> **What to work on**
From the listing below, pull out every line where the string "PartialEq" appears.

+ + + + + + +

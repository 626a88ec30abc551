//! Error types for the room layer.

use parlor_protocol::RoomId;

/// Errors a client can provoke with a room request.
///
/// The `Display` text is what the requester receives in `roomError`, so it
/// is fixed wording that clients may match on. The room id is kept for
/// logging only.
#[derive(Debug, Clone, PartialEq, Eq, thiserror::Error)]
pub enum RoomError {
    /// `createRoom` named a room that is already live.
    #[error("Room already exists")]
    RoomAlreadyExists(RoomId),

    /// `joinRoom` named a room that is not live.
    #[error("Room does not exist")]
    RoomDoesNotExist(RoomId),
}
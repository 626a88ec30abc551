//! Error types for the protocol layer.
//!
//! Each crate in Parlor defines its own error enum, so a `ProtocolError`
//! always means a frame could not be turned into an event or back.

/// Errors that can occur in the protocol layer.
#[derive(Debug, thiserror::Error)]
pub enum ProtocolError {
    /// Serialization failed (turning an event into bytes).
    #[error("encode failed: {0}")]
    Encode(serde_json::Error),

    /// Deserialization failed (turning bytes into an event).
    ///
    /// Common causes: malformed JSON, an unknown event name, or missing
    /// arguments.
    #[error("decode failed: {0}")]
    Decode(serde_json::Error),
}
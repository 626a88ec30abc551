//! Wire protocol for Parlor.
//!
//! This crate defines the events clients and the relay exchange:
//!
//! - **Types** ([`ClientEvent`], [`ServerEvent`], [`RoomSnapshot`], …): the
//!   named events that travel on the wire.
//! - **Codec** ([`Codec`] trait, [`JsonCodec`]): how those events are
//!   converted to/from bytes.
//! - **Errors** ([`ProtocolError`]): what can go wrong during
//!   encoding/decoding.
//!
//! # Architecture
//!
//! The protocol layer sits between transport (raw bytes) and the room
//! registry. It knows nothing about membership rules, only about shapes.
//!
//! ```text
//! Transport (bytes) → Protocol (events) → Room registry (state machine)
//! ```

mod codec;
mod error;
mod types;

pub use codec::{Codec, JsonCodec};
pub use error::ProtocolError;
pub use parlor_transport::ConnectionId;
pub use types::{ClientEvent, PlayerSnapshot, RoomId, RoomSnapshot, ServerEvent};
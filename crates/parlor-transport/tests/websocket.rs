//! Integration tests for the WebSocket transport.
//!
//! These spin up a real listener on an OS-assigned port and talk to it with
//! a `tokio-tungstenite` client, so the bytes really cross a socket.

#[cfg(feature = "websocket")]
mod websocket {
    use std::sync::Arc;
    use std::time::Duration;

    use futures_util::{SinkExt, StreamExt};
    use parlor_transport::{Connection, Handshake, Transport, WebSocketTransport};
    use tokio_tungstenite::tungstenite::Message;

    type ClientWs = tokio_tungstenite::WebSocketStream<
        tokio_tungstenite::MaybeTlsStream<tokio::net::TcpStream>,
    >;

    /// Binds on `127.0.0.1:0`, connects one client and returns both ends.
    async fn connected_pair()
    -> (parlor_transport::WebSocketConnection, ClientWs) {
        let mut transport = WebSocketTransport::bind("127.0.0.1:0")
            .await
            .expect("should bind");
        let addr = transport.local_addr().expect("should have local addr");

        let server_handle = tokio::spawn(async move {
            let pending = transport.accept().await.expect("should accept");
            pending.complete().await.expect("handshake should succeed")
        });

        let (client_ws, _) =
            tokio_tungstenite::connect_async(format!("ws://{addr}"))
                .await
                .expect("client should connect");
        let server_conn = server_handle.await.expect("task should complete");
        (server_conn, client_ws)
    }

    #[tokio::test]
    async fn test_websocket_accept_and_send_receive() {
        let (server_conn, mut client_ws) = connected_pair().await;

        // --- Server sends, client receives ---
        server_conn
            .send(br#"{"event":"startGame"}"#)
            .await
            .expect("send should succeed");

        let msg = client_ws.next().await.unwrap().unwrap();
        assert!(msg.is_text(), "UTF-8 payloads go out as text frames");
        assert_eq!(msg.into_data().as_ref(), br#"{"event":"startGame"}"#);

        // --- Client sends, server receives ---
        client_ws
            .send(Message::Text("hello from client".to_string().into()))
            .await
            .unwrap();

        let received = server_conn
            .recv()
            .await
            .expect("recv should succeed")
            .expect("should have data");
        assert_eq!(received, b"hello from client");

        // --- Clean close ---
        server_conn.close().await.expect("close should succeed");
    }

    #[tokio::test]
    async fn test_websocket_binary_frames_are_accepted() {
        let (server_conn, mut client_ws) = connected_pair().await;

        client_ws
            .send(Message::Binary(vec![1, 2, 3].into()))
            .await
            .unwrap();

        let received = server_conn.recv().await.unwrap().unwrap();
        assert_eq!(received, vec![1, 2, 3]);
    }

    #[tokio::test]
    async fn test_websocket_send_is_not_blocked_by_pending_recv() {
        let (server_conn, mut client_ws) = connected_pair().await;
        let server_conn = Arc::new(server_conn);

        // Park a reader on the connection; the client never writes.
        let reader = Arc::clone(&server_conn);
        let pending = tokio::spawn(async move { reader.recv().await });
        tokio::time::sleep(Duration::from_millis(20)).await;

        tokio::time::timeout(
            Duration::from_secs(1),
            server_conn.send(b"while reading"),
        )
        .await
        .expect("send must not wait for the reader")
        .expect("send should succeed");

        let msg = client_ws.next().await.unwrap().unwrap();
        assert_eq!(msg.into_data().as_ref(), b"while reading");

        pending.abort();
    }

    #[tokio::test]
    async fn test_websocket_recv_returns_none_on_client_close() {
        let (server_conn, mut client_ws) = connected_pair().await;

        client_ws.send(Message::Close(None)).await.unwrap();

        let result = server_conn.recv().await.expect("recv should not error");
        assert!(result.is_none(), "should return None on client close");
    }

    #[tokio::test]
    async fn test_websocket_connection_ids_are_unique() {
        let (first, _c1) = connected_pair().await;
        let (second, _c2) = connected_pair().await;
        assert_ne!(first.id(), second.id());
    }

    #[tokio::test]
    async fn test_websocket_accept_does_not_wait_for_handshake() {
        let mut transport = WebSocketTransport::bind("127.0.0.1:0")
            .await
            .expect("should bind");
        let addr = transport.local_addr().expect("should have local addr");

        // A peer that opens TCP and never sends the upgrade request.
        let _idle = tokio::net::TcpStream::connect(addr).await.unwrap();
        let stalled = tokio::time::timeout(Duration::from_secs(1), transport.accept())
            .await
            .expect("accept must not wait on the peer")
            .expect("should accept");

        // The next peer is still served while the first one sits idle.
        let client = tokio::spawn(async move {
            tokio_tungstenite::connect_async(format!("ws://{addr}")).await
        });
        let pending = tokio::time::timeout(Duration::from_secs(1), transport.accept())
            .await
            .expect("second accept must not queue behind the idle peer")
            .expect("should accept");
        let id = pending.id();
        assert_ne!(id, stalled.id());

        let conn = pending.complete().await.expect("handshake should succeed");
        assert_eq!(conn.id(), id, "the id assigned on accept carries over");
        client.await.unwrap().expect("client should connect");

        // The idle peer's handshake just waits; callers bound it.
        let idle_upgrade =
            tokio::time::timeout(Duration::from_millis(100), stalled.complete()).await;
        assert!(idle_upgrade.is_err(), "idle handshake should still be pending");
    }
}
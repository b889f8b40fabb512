//! CLI module for the KPL toolchain
//!
//! ## Commands
//!
//! - `lex <file>` - Print the token stream of a KPL or Blitz file
//! - `parse <file>` - Print the AST of a KPL file (token list for Blitz)
//! - `check [path]` - Report diagnostics for every source file under a path
//! - `fmt [path]` - Format Blitz assembly files
//!
//! ## Design
//!
//! The CLI uses clap for argument parsing with derive macros.
//! Command functions return `CliResult<T>` instead of calling `process::exit`.
//! Only the top-level `run()` function handles errors and exits.

// Enforce explicit error handling - no panicking in production code
#![deny(clippy::unwrap_used)]
#![deny(clippy::expect_used)]

pub mod commands;

use std::fmt;
use std::path::PathBuf;
use std::process;

use clap::{Parser, Subcommand, ValueEnum};

// ============================================================================
// CLI Error handling
// ============================================================================

/// Exit code for CLI operations.
#[derive(Debug, Clone, Copy, PartialEq, Eq)]
pub struct ExitCode(pub i32);

impl ExitCode {
    pub const SUCCESS: ExitCode = ExitCode(0);
    pub const FAILURE: ExitCode = ExitCode(1);
}

/// A user-facing message plus the exit code to leave with.
#[derive(Debug)]
pub struct CliError {
    /// Already formatted for display
    pub message: String,
    pub exit_code: ExitCode,
}

impl CliError {
    pub fn new(message: impl Into<String>, exit_code: ExitCode) -> Self {
        Self {
            message: message.into(),
            exit_code,
        }
    }

    /// Create a failure error (exit code 1).
    pub fn failure(message: impl Into<String>) -> Self {
        Self::new(message, ExitCode::FAILURE)
    }

    pub fn with_code(message: impl Into<String>, code: i32) -> Self {
        Self::new(message, ExitCode(code))
    }
}

impl fmt::Display for CliError {
    fn fmt(&self, f: &mut fmt::Formatter<'_>) -> fmt::Result {
        write!(f, "{}", self.message)
    }
}

impl std::error::Error for CliError {}

/// Result type for CLI operations.
pub type CliResult<T> = Result<T, CliError>;

const VERSION: &str = env!("CARGO_PKG_VERSION");

// ============================================================================
// Clap CLI definition
// ============================================================================

/// Tooling for the KPL language and Blitz assembly
#[derive(Parser, Debug)]
#[command(name = "kpl")]
#[command(version = VERSION)]
#[command(about = "Lexer, parser, checker and formatter for KPL and Blitz assembly", long_about = None)]
pub struct Cli {
    #[command(subcommand)]
    pub command: Command,
}

/// How `check` prints its findings
#[derive(Debug, Clone, Copy, PartialEq, Eq, Default, ValueEnum)]
pub enum OutputFormat {
    /// Rendered reports with source context
    #[default]
    Text,
    /// One JSON object per diagnostic, one per line
    Json,
}

#[derive(Subcommand, Debug)]
pub enum Command {
    /// Print the token stream of a source file
    Lex {
        #[arg(value_name = "FILE")]
        file: PathBuf,
    },

    /// Print the syntax tree of a source file
    Parse {
        #[arg(value_name = "FILE")]
        file: PathBuf,
    },

    /// Report diagnostics for source files
    Check {
        /// File or directory to check
        #[arg(value_name = "PATH", default_value = ".")]
        path: PathBuf,
        #[arg(long, value_enum, default_value_t = OutputFormat::Text)]
        format: OutputFormat,
    },

    /// Format Blitz assembly files
    Fmt {
        /// File or directory to format
        #[arg(value_name = "PATH", default_value = ".")]
        path: PathBuf,
        /// Check formatting without modifying files
        #[arg(long)]
        check: bool,
        /// Show diff of formatting changes
        #[arg(long)]
        diff: bool,
    },
}

// ============================================================================
// CLI entry point
// ============================================================================

/// Main CLI entry point.
///
/// This is the only place where `process::exit` is called.
pub fn run() {
    let cli = Cli::parse();

    match execute(cli) {
        Ok(exit_code) => {
            if exit_code.0 != 0 {
                process::exit(exit_code.0);
            }
        }
        Err(e) => {
            if !e.message.is_empty() {
                eprintln!("{}", e.message);
            }
            process::exit(e.exit_code.0);
        }
    }
}

/// Execute the CLI command and return result.
pub fn execute(cli: Cli) -> CliResult<ExitCode> {
    match cli.command {
        Command::Lex { file } => commands::lex_file(&file),
        Command::Parse { file } => commands::parse_file(&file),
        Command::Check { path, format } => commands::check_path(&path, format),
        Command::Fmt { path, check, diff } => commands::format_files(&path, check, diff),
    }
}

// ============================================================================
// Tests
// ============================================================================
//! KPL / Blitz Language Server Protocol (LSP) implementation
//!
//! Provides IDE features:
//! - Real-time diagnostics for `.k`/`.h` (KPL) and `.s` (Blitz) documents
//! - Hover for Blitz instructions, registers, directives, symbols and numbers, and for KPL keywords
//! - Completions (KPL snippets and keywords; Blitz instructions, directives and registers)
//! - Document formatting for Blitz

pub mod backend;
pub mod completion;
pub mod diagnostics;
pub mod hover;

pub use backend::KplLanguageServer;
//! KPL toolchain CLI entry point

fn main() {
    // Structured logging with env-based filter, defaulting to info
    let _ = tracing_subscriber::fmt()
        .with_env_filter(
            tracing_subscriber::EnvFilter::try_from_default_env()
                .unwrap_or_else(|_| tracing_subscriber::EnvFilter::new("info")),
        )
        .with_writer(std::io::stderr)
        .try_init();

    kpl::cli::run();
}
/// Small shared productions: identifiers, identifier lists, argument and parameter lists.
impl<'a> Parser<'a> {
    // ========================================================================
    // Utilities
    // ========================================================================

    /// Consume an identifier and return its spelling.
    fn expect_ident(&mut self, msg: &str) -> Result<Ident, CompileError> {
        if let TokenKind::Ident(name) = &self.peek().kind {
            let name = name.clone();
            self.advance();
            Ok(name)
        } else {
            Err(self.error_here(msg))
        }
    }

    /// `ID {, ID}`
    fn id_list(&mut self) -> Result<Vec<Ident>, CompileError> {
        let mut ids = vec![self.expect_ident("Expected identifier")?];
        while self.match_punct(PunctuationId::Comma) {
            ids.push(self.expect_ident("Expected identifier")?);
        }
        Ok(ids)
    }

    /// `( [Expr {, Expr}] )`
    fn arg_list(&mut self) -> Result<Vec<Spanned<Expr>>, CompileError> {
        self.expect_punct(PunctuationId::LParen, "Expected '(' for argument list")?;
        let mut args = Vec::new();
        if self.match_punct(PunctuationId::RParen) {
            return Ok(args);
        }
        loop {
            args.push(self.expr()?);
            if !self.match_punct(PunctuationId::Comma) {
                break;
            }
        }
        self.expect_punct(PunctuationId::RParen, "Expected ')' after arguments")?;
        Ok(args)
    }

    /// `( [ID {, ID} : Type {, ID {, ID} : Type}] )`
    ///
    /// A group `a, b: int` expands to one [`Parameter`] per name, each with its own copy of the type.
    fn param_list(&mut self) -> Result<Vec<Parameter>, CompileError> {
        self.expect_punct(PunctuationId::LParen, "Expected '(' for parameter list")?;
        let mut params = Vec::new();
        if self.match_punct(PunctuationId::RParen) {
            return Ok(params);
        }
        loop {
            let names = self.id_list()?;
            self.expect_punct(PunctuationId::Colon, "Expected ':' after parameter names")?;
            let ty = self.parse_type()?;
            params.extend(names.into_iter().map(|name| Parameter { name, ty: ty.clone() }));
            if !self.match_punct(PunctuationId::Comma) {
                break;
            }
        }
        self.expect_punct(PunctuationId::RParen, "Expected ')' after parameters")?;
        Ok(params)
    }
}
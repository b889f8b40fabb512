/// Expression parsing (precedence ladder).
///
/// Lowest to highest: keyword message, custom infix operator, `||`, `&&`, `|`, `^`, `&`,
/// equality, relational, shift, additive, multiplicative, unary prefix, postfix, primary.
/// Every binary level is left-associative.

type ExprResult = Result<Spanned<Expr>, CompileError>;

const EQUALITY_OPS: &[(OperatorId, BinaryOp)] = &[(OperatorId::EqEq, BinaryOp::Eq), (OperatorId::NotEq, BinaryOp::NotEq)];

const RELATIONAL_OPS: &[(OperatorId, BinaryOp)] = &[
    (OperatorId::Lt, BinaryOp::Lt),
    (OperatorId::LtEq, BinaryOp::LtEq),
    (OperatorId::Gt, BinaryOp::Gt),
    (OperatorId::GtEq, BinaryOp::GtEq),
];

const SHIFT_OPS: &[(OperatorId, BinaryOp)] = &[
    (OperatorId::Shl, BinaryOp::Shl),
    (OperatorId::Shr, BinaryOp::Shr),
    (OperatorId::UShr, BinaryOp::UShr),
];

const ADDITIVE_OPS: &[(OperatorId, BinaryOp)] = &[(OperatorId::Plus, BinaryOp::Add), (OperatorId::Minus, BinaryOp::Sub)];

impl<'a> Parser<'a> {
    // ========================================================================
    // Expressions
    // ========================================================================

    /// Full expression: `Expr2 { ID : Expr2 }`.
    ///
    /// An identifier immediately followed by `:` starts a keyword message; all segments are kept in order.
    fn expr(&mut self) -> ExprResult {
        let start = self.current_span();
        let receiver = self.expr2()?;
        if !self.check_keyword_segment() {
            return Ok(receiver);
        }

        let mut segments = Vec::new();
        while self.check_keyword_segment() {
            let keyword = self.expect_ident("Expected message name")?;
            self.advance();
            let arg = self.expr2()?;
            segments.push(MessageSegment { keyword, arg });
        }
        let message = MessageExpr {
            receiver: Box::new(receiver),
            segments,
        };
        Ok(Spanned::new(Expr::Message(message), self.span_from(start)))
    }

    /// User-defined infix operators (`a <+> b`).
    fn expr2(&mut self) -> ExprResult {
        let mut left = self.logical_or()?;
        while let TokenKind::CustomOperator(op) = &self.peek().kind {
            let op = BinaryOp::Custom(op.clone());
            self.advance();
            let right = self.logical_or()?;
            left = binary(left, op, right);
        }
        Ok(left)
    }

    fn logical_or(&mut self) -> ExprResult {
        self.binary_left(Self::logical_and, &[(OperatorId::PipePipe, BinaryOp::Or)])
    }

    fn logical_and(&mut self) -> ExprResult {
        self.binary_left(Self::bit_or, &[(OperatorId::AmpAmp, BinaryOp::And)])
    }

    fn bit_or(&mut self) -> ExprResult {
        self.binary_left(Self::bit_xor, &[(OperatorId::Pipe, BinaryOp::BitOr)])
    }

    fn bit_xor(&mut self) -> ExprResult {
        self.binary_left(Self::bit_and, &[(OperatorId::Caret, BinaryOp::BitXor)])
    }

    fn bit_and(&mut self) -> ExprResult {
        self.binary_left(Self::equality, &[(OperatorId::Amp, BinaryOp::BitAnd)])
    }

    fn equality(&mut self) -> ExprResult {
        self.binary_left(Self::relational, EQUALITY_OPS)
    }

    fn relational(&mut self) -> ExprResult {
        self.binary_left(Self::shift, RELATIONAL_OPS)
    }

    fn shift(&mut self) -> ExprResult {
        self.binary_left(Self::additive, SHIFT_OPS)
    }

    fn additive(&mut self) -> ExprResult {
        self.binary_left(Self::multiplicative, ADDITIVE_OPS)
    }

    /// `*` only multiplies when it sits on the same line as the previous token; at the start of a
    /// line it begins a dereference statement instead.
    fn multiplicative(&mut self) -> ExprResult {
        let mut left = self.unary()?;
        loop {
            let op = if self.check_op(OperatorId::Star) && self.peek().span.line == self.previous().span.line {
                BinaryOp::Mul
            } else if self.check_op(OperatorId::Slash) {
                BinaryOp::Div
            } else if self.check_op(OperatorId::Percent) {
                BinaryOp::Mod
            } else {
                break;
            };
            self.advance();
            let right = self.unary()?;
            left = binary(left, op, right);
        }
        Ok(left)
    }

    /// Prefix `!`, `-`, `*`, `&` (right-recursive).
    fn unary(&mut self) -> ExprResult {
        let op = match self.peek().kind.operator_id() {
            Some(OperatorId::Bang) => UnaryOp::Not,
            Some(OperatorId::Minus) => UnaryOp::Neg,
            Some(OperatorId::Star) => UnaryOp::Deref,
            Some(OperatorId::Amp) => UnaryOp::AddrOf,
            _ => return self.postfix(),
        };
        let start = self.current_span();
        self.advance();
        let operand = self.unary()?;
        let span = start.merge(operand.span);
        Ok(Spanned::new(Expr::Unary(op, Box::new(operand)), span))
    }

    /// Field access, method call, indexing, casts and type checks after a primary.
    fn postfix(&mut self) -> ExprResult {
        let start = self.current_span();
        let mut expr = self.primary()?;

        loop {
            let node = if self.match_punct(PunctuationId::Dot) {
                let name = self.expect_ident("Expected identifier after '.'")?;
                if self.check_punct(PunctuationId::LParen) {
                    let callee_span = self.span_from(start);
                    let callee = Spanned::new(Expr::Field(Box::new(expr), name), callee_span);
                    let args = self.arg_list()?;
                    Expr::Call(CallExpr {
                        callee: Box::new(callee),
                        args,
                    })
                } else {
                    Expr::Field(Box::new(expr), name)
                }
            } else if self.match_keyword(KeywordId::AsPtrTo) {
                let ty = self.parse_type()?;
                Expr::AsPtrTo(Box::new(expr), ty)
            } else if self.match_keyword(KeywordId::AsInteger) {
                Expr::AsInteger(Box::new(expr))
            } else if self.match_keyword(KeywordId::ArraySize) {
                Expr::ArraySize(Box::new(expr))
            } else if self.check_keyword(KeywordId::IsInstanceOf) || self.check_keyword(KeywordId::IsKindOf) {
                let kind = if self.match_keyword(KeywordId::IsInstanceOf) {
                    TypeCheckKind::IsInstanceOf
                } else {
                    self.advance();
                    TypeCheckKind::IsKindOf
                };
                let ty = self.parse_type()?;
                Expr::TypeCheck {
                    kind,
                    expr: Box::new(expr),
                    ty,
                }
            } else if self.match_punct(PunctuationId::LBracket) {
                let mut indices = vec![self.expr()?];
                while self.match_punct(PunctuationId::Comma) {
                    indices.push(self.expr()?);
                }
                self.expect_punct(PunctuationId::RBracket, "Expected ']' after array indices")?;
                Expr::Index(Box::new(expr), indices)
            } else {
                break;
            };
            expr = Spanned::new(node, self.span_from(start));
        }

        Ok(expr)
    }

    fn primary(&mut self) -> ExprResult {
        let start = self.current_span();

        if self.match_punct(PunctuationId::LParen) {
            let inner = self.expr()?;
            self.expect_punct(PunctuationId::RParen, "Expected ')' after expression")?;
            return Ok(Spanned::new(inner.node, self.span_from(start)));
        }

        let literal = match &self.peek().kind {
            TokenKind::Int(v) => Some(Expr::Int(*v)),
            TokenKind::Double(v) => Some(Expr::Double(*v)),
            TokenKind::Char(c) => Some(Expr::Char(*c)),
            TokenKind::String(s) => Some(Expr::String(s.clone())),
            TokenKind::Keyword(KeywordId::Null) => Some(Expr::Null),
            TokenKind::Keyword(KeywordId::True) => Some(Expr::Bool(true)),
            TokenKind::Keyword(KeywordId::False) => Some(Expr::Bool(false)),
            TokenKind::Keyword(KeywordId::SelfKw) => Some(Expr::SelfRef),
            TokenKind::Keyword(KeywordId::Super) => Some(Expr::Super),
            _ => None,
        };
        if let Some(node) = literal {
            self.advance();
            return Ok(Spanned::new(node, start));
        }

        if let TokenKind::Ident(name) = &self.peek().kind {
            let name = name.clone();
            self.advance();
            if !self.check_punct(PunctuationId::LParen) {
                return Ok(Spanned::new(Expr::Ident(name), start));
            }
            let callee = Spanned::new(Expr::Ident(name), start);
            let args = self.arg_list()?;
            let call = CallExpr {
                callee: Box::new(callee),
                args,
            };
            return Ok(Spanned::new(Expr::Call(call), self.span_from(start)));
        }

        let node = if self.match_keyword(KeywordId::Function) {
            Expr::Function(Box::new(self.function_decl(false)?))
        } else if self.match_keyword(KeywordId::New) {
            Expr::Constructor(self.constructor(AllocKind::New)?)
        } else if self.match_keyword(KeywordId::Alloc) {
            Expr::Constructor(self.constructor(AllocKind::Alloc)?)
        } else if self.match_keyword(KeywordId::SizeOf) {
            Expr::SizeOf(self.parse_type()?)
        } else {
            return Err(self.error_here("Expected expression"));
        };
        Ok(Spanned::new(node, self.span_from(start)))
    }

    // ========================================================================
    // Constructors
    // ========================================================================

    /// `Type [ { field = Expr, ... } | { [Expr of] Expr, ... } ]` after `new` / `alloc`.
    ///
    /// The initializer form is chosen by scanning past `{`: an `=` before the first `,` or `}` at the
    /// same nesting depth means field initializers.
    fn constructor(&mut self, kind: AllocKind) -> Result<ConstructorExpr, CompileError> {
        let ty = self.parse_type()?;
        if !self.check_punct(PunctuationId::LBrace) {
            return Ok(ConstructorExpr { kind, ty, init: None });
        }

        let is_fields = self.brace_init_has_fields();
        self.advance();

        let init = if is_fields {
            let mut fields = Vec::new();
            loop {
                let field = self.expect_ident("Expected field name")?;
                self.expect_op(OperatorId::Eq, "Expected '=' after field name")?;
                let value = self.expr()?;
                fields.push(FieldInit { field, value });
                if !self.match_punct(PunctuationId::Comma) {
                    break;
                }
            }
            self.expect_punct(PunctuationId::RBrace, "Expected '}' after field initializers")?;
            ConstructorInit::Fields(fields)
        } else {
            let mut items = Vec::new();
            loop {
                let first = self.expr()?;
                let item = if self.match_keyword(KeywordId::Of) {
                    ArrayInit {
                        count: Some(first),
                        value: self.expr()?,
                    }
                } else {
                    ArrayInit {
                        count: None,
                        value: first,
                    }
                };
                items.push(item);
                if !self.match_punct(PunctuationId::Comma) {
                    break;
                }
            }
            self.expect_punct(PunctuationId::RBrace, "Expected '}' after array initializers")?;
            ConstructorInit::Array(items)
        };

        Ok(ConstructorExpr {
            kind,
            ty,
            init: Some(init),
        })
    }

    /// Lookahead from the current `{`; does not move the cursor.
    fn brace_init_has_fields(&self) -> bool {
        let mut depth = 0usize;
        for token in self.tokens.get(self.pos + 1..).unwrap_or_default() {
            match &token.kind {
                TokenKind::Eof => return false,
                TokenKind::Operator(OperatorId::Eq) if depth == 0 => return true,
                TokenKind::Punctuation(PunctuationId::LParen | PunctuationId::LBracket | PunctuationId::LBrace) => {
                    depth += 1;
                }
                TokenKind::Punctuation(PunctuationId::RParen | PunctuationId::RBracket | PunctuationId::RBrace) => {
                    if depth == 0 {
                        return false;
                    }
                    depth -= 1;
                }
                TokenKind::Punctuation(PunctuationId::Comma) if depth == 0 => return false,
                _ => {}
            }
        }
        false
    }

    /// One left-associative binary level over `table`.
    fn binary_left(&mut self, operand: fn(&mut Self) -> ExprResult, table: &[(OperatorId, BinaryOp)]) -> ExprResult {
        let mut left = operand(self)?;
        loop {
            let Some(op) = table.iter().find(|(id, _)| self.check_op(*id)).map(|(_, op)| op.clone()) else {
                break;
            };
            self.advance();
            let right = operand(self)?;
            left = binary(left, op, right);
        }
        Ok(left)
    }
}

fn binary(left: Spanned<Expr>, op: BinaryOp, right: Spanned<Expr>) -> Spanned<Expr> {
    let span = left.span.merge(right.span);
    Spanned::new(Expr::Binary(Box::new(left), op, Box::new(right)), span)
}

+ + + + + + +

> **Result of the exercise**
#[derive(Debug, Clone, PartialEq, Eq, thiserror::Error)]
#[derive(Debug, Clone, Copy, PartialEq, Eq)]
#[derive(Debug, Clone, Copy, PartialEq, Eq, Default, ValueEnum)]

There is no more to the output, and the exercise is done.